◆ Exercise requirements
The expected output is the complete data, reproduced exactly.

Records drawn from a dataset

————

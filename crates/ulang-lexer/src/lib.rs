//! UraniumLang lexer: converts source text into tokens.
use std::fs;
use std::iter::FusedIterator;
use std::path::Path;

use tracing::{debug, trace};
use ulang_syntax::error::{lex_failure, Error, ErrorKind, Result};
use ulang_syntax::token::{Token, TokenKind};


/// Streaming character scanner that produces tokens with 1-based positions.
pub struct Lexer {
    src: Vec<char>,
    pos: usize,
    line: usize,
    col: usize,
}

impl Lexer {
    /// Create a new lexer over the given source string.
    pub fn new(input: &str) -> Self {
        Self {
            src: input.chars().collect(),
            pos: 0,
            line: 1,
            col: 1,
        }
    }

    /// Read the whole file into memory and lex it.
    ///
    /// The file is closed before the first token is produced.
    pub fn from_path(path: impl AsRef<Path>) -> Result<Self> {
        let path = path.as_ref();
        let bytes = fs::read(path).map_err(|e| {
            Error::new(
                ErrorKind::LexFailure,
                format!("Failed to read file \"{}\": {}", path.display(), e),
            )
        })?;
        // Invalid UTF-8 becomes U+FFFD; only literals can carry it through.
        let src = String::from_utf8_lossy(&bytes);
        debug!(path = %path.display(), chars = src.len(), "loaded source file");
        Ok(Self::new(&src))
    }

    fn peek(&self) -> Option<char> {
        self.src.get(self.pos).copied()
    }

    fn advance(&mut self) -> Option<char> {
        let ch = self.src.get(self.pos).copied();
        if let Some(c) = ch {
            self.pos += 1;
            if c == '\n' {
                self.line += 1;
                self.col = 1;
            } else {
                self.col += 1;
            }
        }
        ch
    }

    fn skip_whitespace(&mut self) {
        while let Some(c) = self.peek() {
            if c.is_whitespace() {
                self.advance();
            } else {
                break;
            }
        }
    }

    /// Digits and dots, unvalidated: `1.2.3` is a single token.
    fn read_number(&mut self, line: usize, col: usize) -> Token {
        let mut s = String::new();
        while let Some(c) = self.peek() {
            if c.is_ascii_digit() || c == '.' {
                s.push(c);
                self.advance();
            } else {
                break;
            }
        }
        Token::with_text(TokenKind::Int, s, line, col)
    }

    fn read_ident(&mut self, line: usize, col: usize) -> Token {
        let mut s = String::new();
        while let Some(c) = self.peek() {
            if c.is_ascii_alphanumeric() || c == '_' {
                s.push(c);
                self.advance();
            } else {
                break;
            }
        }
        Token::with_text(TokenKind::Ident, s, line, col)
    }

    /// Called with the opening quote already consumed. No escape processing.
    fn read_string(&mut self, line: usize, col: usize) -> Result<Token> {
        let mut s = String::new();
        while let Some(c) = self.advance() {
            if c == '"' {
                return Ok(Token::with_text(TokenKind::Str, s, line, col));
            }
            s.push(c);
        }
        lex_failure(line, col, "Unterminated string")
    }

    /// Called with the opening quote already consumed. The text keeps the raw
    /// spelling, so `'\n'` yields the two characters `\` and `n`.
    fn read_char(&mut self, line: usize, col: usize) -> Result<Token> {
        let mut s = String::new();
        match self.advance() {
            None => return lex_failure(line, col, "Unterminated character literal"),
            Some('\'') => return lex_failure(line, col, "Empty character literal"),
            Some('\\') => {
                s.push('\\');
                match self.advance() {
                    Some(esc) => s.push(esc),
                    None => return lex_failure(line, col, "Unterminated character literal"),
                }
            }
            Some(c) => s.push(c),
        }
        match self.peek() {
            Some('\'') => {
                self.advance();
                Ok(Token::with_text(TokenKind::Char, s, line, col))
            }
            Some(other) => lex_failure(
                self.line,
                self.col,
                format!("Unexpected character '{}', expected `'`", other),
            ),
            None => lex_failure(line, col, "Unterminated character literal"),
        }
    }

    /// Produce the next token.
    ///
    /// At end of input this returns `Eof`, and keeps returning it on every
    /// further call.
    pub fn next_token(&mut self) -> Result<Token> {
        self.skip_whitespace();
        let line = self.line;
        let col = self.col;
        let tok = match self.peek() {
            None => Token::new(TokenKind::Eof, line, col),
            Some(c) if c.is_ascii_digit() => self.read_number(line, col),
            Some(c) if c.is_ascii_alphabetic() || c == '_' => self.read_ident(line, col),
            Some('"') => {
                self.advance();
                self.read_string(line, col)?
            }
            Some('\'') => {
                self.advance();
                self.read_char(line, col)?
            }
            Some(c) => match TokenKind::from_punct(c) {
                Some(kind) => {
                    self.advance();
                    Token::new(kind, line, col)
                }
                None => {
                    return lex_failure(line, col, format!("Unexpected character '{}'", c));
                }
            },
        };
        trace!(kind = ?tok.kind, line, col, "token");
        Ok(tok)
    }

    /// Tokenize the entire input into a vector of tokens ending with Eof.
    pub fn tokenize(&mut self) -> Result<Vec<Token>> {
        let mut tokens = Vec::new();
        loop {
            let tok = self.next_token()?;
            let done = tok.is(TokenKind::Eof);
            tokens.push(tok);
            if done {
                break;
            }
        }
        debug!(count = tokens.len(), "tokenized input");
        Ok(tokens)
    }

    /// Lazy, single-pass view over the remaining tokens.
    ///
    /// The iterator ends at `Eof` (which it does not yield) or right after
    /// yielding the first error.
    pub fn tokens(&mut self) -> Tokens<'_> {
        Tokens {
            lexer: self,
            done: false,
        }
    }
}

/// Iterator returned by [`Lexer::tokens`].
pub struct Tokens<'a> {
    lexer: &'a mut Lexer,
    done: bool,
}

impl Iterator for Tokens<'_> {
    type Item = Result<Token>;

    fn next(&mut self) -> Option<Self::Item> {
        if self.done {
            return None;
        }
        match self.lexer.next_token() {
            Ok(tok) if tok.is(TokenKind::Eof) => {
                self.done = true;
                None
            }
            Ok(tok) => Some(Ok(tok)),
            Err(e) => {
                self.done = true;
                Some(Err(e))
            }
        }
    }
}

impl FusedIterator for Tokens<'_> {}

————

◆ Answer box
filename crates/ulang-lexer/src/lib.rs
//! UraniumLang lexer: converts source text into tokens.
use std::fs;
use std::iter::FusedIterator;
use std::path::Path;

use tracing::{debug, trace};
use ulang_syntax::error::{lex_failure, Error, ErrorKind, Result};
use ulang_syntax::token::{Token, TokenKind};


/// Streaming character scanner that produces tokens with 1-based positions.
pub struct Lexer {
    src: Vec<char>,
    pos: usize,
    line: usize,
    col: usize,
}

impl Lexer {
    /// Create a new lexer over the given source string.
    pub fn new(input: &str) -> Self {
        Self {
            src: input.chars().collect(),
            pos: 0,
            line: 1,
            col: 1,
        }
    }

    /// Read the whole file into memory and lex it.
    ///
    /// The file is closed before the first token is produced.
    pub fn from_path(path: impl AsRef<Path>) -> Result<Self> {
        let path = path.as_ref();
        let bytes = fs::read(path).map_err(|e| {
            Error::new(
                ErrorKind::LexFailure,
                format!("Failed to read file \"{}\": {}", path.display(), e),
            )
        })?;
        // Invalid UTF-8 becomes U+FFFD; only literals can carry it through.
        let src = String::from_utf8_lossy(&bytes);
        debug!(path = %path.display(), chars = src.len(), "loaded source file");
        Ok(Self::new(&src))
    }

    fn peek(&self) -> Option<char> {
        self.src.get(self.pos).copied()
    }

    fn advance(&mut self) -> Option<char> {
        let ch = self.src.get(self.pos).copied();
        if let Some(c) = ch {
            self.pos += 1;
            if c == '\n' {
                self.line += 1;
                self.col = 1;
            } else {
                self.col += 1;
            }
        }
        ch
    }

    fn skip_whitespace(&mut self) {
        while let Some(c) = self.peek() {
            if c.is_whitespace() {
                self.advance();
            } else {
                break;
            }
        }
    }

    /// Digits and dots, unvalidated: `1.2.3` is a single token.
    fn read_number(&mut self, line: usize, col: usize) -> Token {
        let mut s = String::new();
        while let Some(c) = self.peek() {
            if c.is_ascii_digit() || c == '.' {
                s.push(c);
                self.advance();
            } else {
                break;
            }
        }
        Token::with_text(TokenKind::Int, s, line, col)
    }

    fn read_ident(&mut self, line: usize, col: usize) -> Token {
        let mut s = String::new();
        while let Some(c) = self.peek() {
            if c.is_ascii_alphanumeric() || c == '_' {
                s.push(c);
                self.advance();
            } else {
                break;
            }
        }
        Token::with_text(TokenKind::Ident, s, line, col)
    }

    /// Called with the opening quote already consumed. No escape processing.
    fn read_string(&mut self, line: usize, col: usize) -> Result<Token> {
        let mut s = String::new();
        while let Some(c) = self.advance() {
            if c == '"' {
                return Ok(Token::with_text(TokenKind::Str, s, line, col));
            }
            s.push(c);
        }
        lex_failure(line, col, "Unterminated string")
    }

    /// Called with the opening quote already consumed. The text keeps the raw
    /// spelling, so `'\n'` yields the two characters `\` and `n`.
    fn read_char(&mut self, line: usize, col: usize) -> Result<Token> {
        let mut s = String::new();
        match self.advance() {
            None => return lex_failure(line, col, "Unterminated character literal"),
            Some('\'') => return lex_failure(line, col, "Empty character literal"),
            Some('\\') => {
                s.push('\\');
                match self.advance() {
                    Some(esc) => s.push(esc),
                    None => return lex_failure(line, col, "Unterminated character literal"),
                }
            }
            Some(c) => s.push(c),
        }
        match self.peek() {
            Some('\'') => {
                self.advance();
                Ok(Token::with_text(TokenKind::Char, s, line, col))
            }
            Some(other) => lex_failure(
                self.line,
                self.col,
                format!("Unexpected character '{}', expected `'`", other),
            ),
            None => lex_failure(line, col, "Unterminated character literal"),
        }
    }

    /// Produce the next token.
    ///
    /// At end of input this returns `Eof`, and keeps returning it on every
    /// further call.
    pub fn next_token(&mut self) -> Result<Token> {
        self.skip_whitespace();
        let line = self.line;
        let col = self.col;
        let tok = match self.peek() {
            None => Token::new(TokenKind::Eof, line, col),
            Some(c) if c.is_ascii_digit() => self.read_number(line, col),
            Some(c) if c.is_ascii_alphabetic() || c == '_' => self.read_ident(line, col),
            Some('"') => {
                self.advance();
                self.read_string(line, col)?
            }
            Some('\'') => {
                self.advance();
                self.read_char(line, col)?
            }
            Some(c) => match TokenKind::from_punct(c) {
                Some(kind) => {
                    self.advance();
                    Token::new(kind, line, col)
                }
                None => {
                    return lex_failure(line, col, format!("Unexpected character '{}'", c));
                }
            },
        };
        trace!(kind = ?tok.kind, line, col, "token");
        Ok(tok)
    }

    /// Tokenize the entire input into a vector of tokens ending with Eof.
    pub fn tokenize(&mut self) -> Result<Vec<Token>> {
        let mut tokens = Vec::new();
        loop {
            let tok = self.next_token()?;
            let done = tok.is(TokenKind::Eof);
            tokens.push(tok);
            if done {
                break;
            }
        }
        debug!(count = tokens.len(), "tokenized input");
        Ok(tokens)
    }

    /// Lazy, single-pass view over the remaining tokens.
    ///
    /// The iterator ends at `Eof` (which it does not yield) or right after
    /// yielding the first error.
    pub fn tokens(&mut self) -> Tokens<'_> {
        Tokens {
            lexer: self,
            done: false,
        }
    }
}

/// Iterator returned by [`Lexer::tokens`].
pub struct Tokens<'a> {
    lexer: &'a mut Lexer,
    done: bool,
}

impl Iterator for Tokens<'_> {
    type Item = Result<Token>;

    fn next(&mut self) -> Option<Self::Item> {
        if self.done {
            return None;
        }
        match self.lexer.next_token() {
            Ok(tok) if tok.is(TokenKind::Eof) => {
                self.done = true;
                None
            }
            Ok(tok) => Some(Ok(tok)),
            Err(e) => {
                self.done = true;
                Some(Err(e))
            }
        }
    }
}

impl FusedIterator for Tokens<'_> {}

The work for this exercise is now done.